Reports from San Diego highlighted the whale’s tragic state, revealing it was bleeding from its side. 

However, Michael Milstein, a public affairs officer with NOAA (National Oceanic and Atmospheric Administration), suggested that the bleeding was likely due to birds pecking at the carcass rather than a substantial injury.

Efforts to return the majestic creature to the sea faced obstacles. Despite lifeguards’ attempts to tow the whale back into the ocean by securing its tail to a small boat, the endeavor proved unsuccessful.

The sighting attracted scores of onlookers, including personnel from the San Diego Fire-Rescue Department, firefighters, lifeguards, and the San Diego Police Department. Some individuals ventured close, even touching the deceased whale, prompting repeated warnings from lifeguards via loudspeakers to maintain a safe distance and allow researchers to conduct their investigations undisturbed.

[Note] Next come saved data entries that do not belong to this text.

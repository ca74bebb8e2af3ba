use nix::fcntl::{FdFlag, OFlag};

use super::HandlerContext;
use crate::process_state::files::FdEntry;
use crate::syscalls::{HandlerResult, SyscallArgs};

const CLOSE_RANGE_UNSHARE: u64 = 1 << 1;
const CLOSE_RANGE_CLOEXEC: u64 = 1 << 2;

pub fn sys_close(ctx: &mut HandlerContext<'_>, args: &SyscallArgs) -> HandlerResult {
    if !args.failed() {
        ctx.process.close_fd(args.int_arg(0));
    }
    Ok(None)
}

pub fn sys_close_range(ctx: &mut HandlerContext<'_>, args: &SyscallArgs) -> HandlerResult {
    if args.failed() {
        return Ok(None);
    }
    let clamp = |v: u64| v.min(i32::MAX as u64) as i32;
    let flags = args.arg(2);
    if flags & CLOSE_RANGE_UNSHARE != 0 {
        ctx.process.unshare_descriptors();
    }
    ctx.process.close_range(
        clamp(args.arg(0) & u64::from(u32::MAX)),
        clamp(args.arg(1) & u64::from(u32::MAX)),
        flags & CLOSE_RANGE_CLOEXEC != 0,
    );
    Ok(None)
}

pub fn sys_pipe(ctx: &mut HandlerContext<'_>, args: &SyscallArgs) -> HandlerResult {
    pipe(ctx, args, OFlag::empty())
}

pub fn sys_pipe2(ctx: &mut HandlerContext<'_>, args: &SyscallArgs) -> HandlerResult {
    pipe(ctx, args, OFlag::from_bits_truncate(args.int_arg(1)))
}

/// The two new descriptors are written by the kernel to an `int[2]` in the tracee
fn pipe(ctx: &mut HandlerContext<'_>, args: &SyscallArgs, flags: OFlag) -> HandlerResult {
    if args.failed() {
        return Ok(None);
    }
    let pid = ctx.process.pid;
    let buf = ctx.resolver.read_bytes(pid, args.arg(0), 8)?;
    let read_end = i32::from_ne_bytes([buf[0], buf[1], buf[2], buf[3]]);
    let write_end = i32::from_ne_bytes([buf[4], buf[5], buf[6], buf[7]]);
    let cloexec = flags & OFlag::O_CLOEXEC;
    ctx.process
        .insert_fd(FdEntry::pipe(pid, read_end, OFlag::O_RDONLY | cloexec));
    ctx.process
        .insert_fd(FdEntry::pipe(pid, write_end, OFlag::O_WRONLY | cloexec));
    Ok(None)
}

pub fn sys_dup(ctx: &mut HandlerContext<'_>, args: &SyscallArgs) -> HandlerResult {
    if !args.failed() {
        ctx.process.dup_fd(args.int_arg(0), args.ret_fd(), false);
    }
    Ok(None)
}

pub fn sys_dup2(ctx: &mut HandlerContext<'_>, args: &SyscallArgs) -> HandlerResult {
    let (old_fd, new_fd) = (args.int_arg(0), args.int_arg(1));

    // dup2 onto itself leaves the descriptor and its flags untouched
    if !args.failed() && old_fd != new_fd {
        ctx.process.dup_fd(old_fd, new_fd, false);
    }
    Ok(None)
}

pub fn sys_dup3(ctx: &mut HandlerContext<'_>, args: &SyscallArgs) -> HandlerResult {
    if !args.failed() {
        let cloexec = OFlag::from_bits_truncate(args.int_arg(2)).contains(OFlag::O_CLOEXEC);
        ctx.process.dup_fd(args.int_arg(0), args.int_arg(1), cloexec);
    }
    Ok(None)
}

pub fn sys_fcntl(ctx: &mut HandlerContext<'_>, args: &SyscallArgs) -> HandlerResult {
    if args.failed() {
        return Ok(None);
    }
    let fd = args.int_arg(0);
    match args.int_arg(1) {
        libc::F_DUPFD => ctx.process.dup_fd(fd, args.ret_fd(), false),
        libc::F_DUPFD_CLOEXEC => ctx.process.dup_fd(fd, args.ret_fd(), true),
        libc::F_SETFD => {
            let flags = FdFlag::from_bits_truncate(args.int_arg(2));
            ctx.process.set_cloexec(fd, flags.contains(FdFlag::FD_CLOEXEC));
        }
        _ => {}
    }
    Ok(None)
}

Whale Removal Urgency in San Diego

A somber scene unfolded at Pacific Beach in San Diego as a colossal 52-foot fin whale was discovered lifeless on the shore this past Sunday.

Later in the day, researchers from the National Oceanic and Atmospheric Administration (NOAA) arrived at the scene. They worked together with lifeguards, setting up a boundary to aid in conducting a thorough examination.

Photographs were taken, and meticulous data collection efforts began, aiming to unravel the mystery behind the whale’s demise.

Milstein’s preliminary observations didn’t indicate any clear indications of marks from propellers or the usual injuries linked to collisions with vessels.

As researchers work diligently to ascertain the cause of death, cautionary advice has been issued, urging people and pets to steer clear of the area to facilitate the investigation process.

Milstein emphasized the urgency to remove the fin whale, the second-largest species on the 

planet, from the beach. 

Plans are underway to tow the carcass offshore and allow it to sink, as the team continues their quest for answers surrounding this tragic event in the waters off San Diego’s coastline.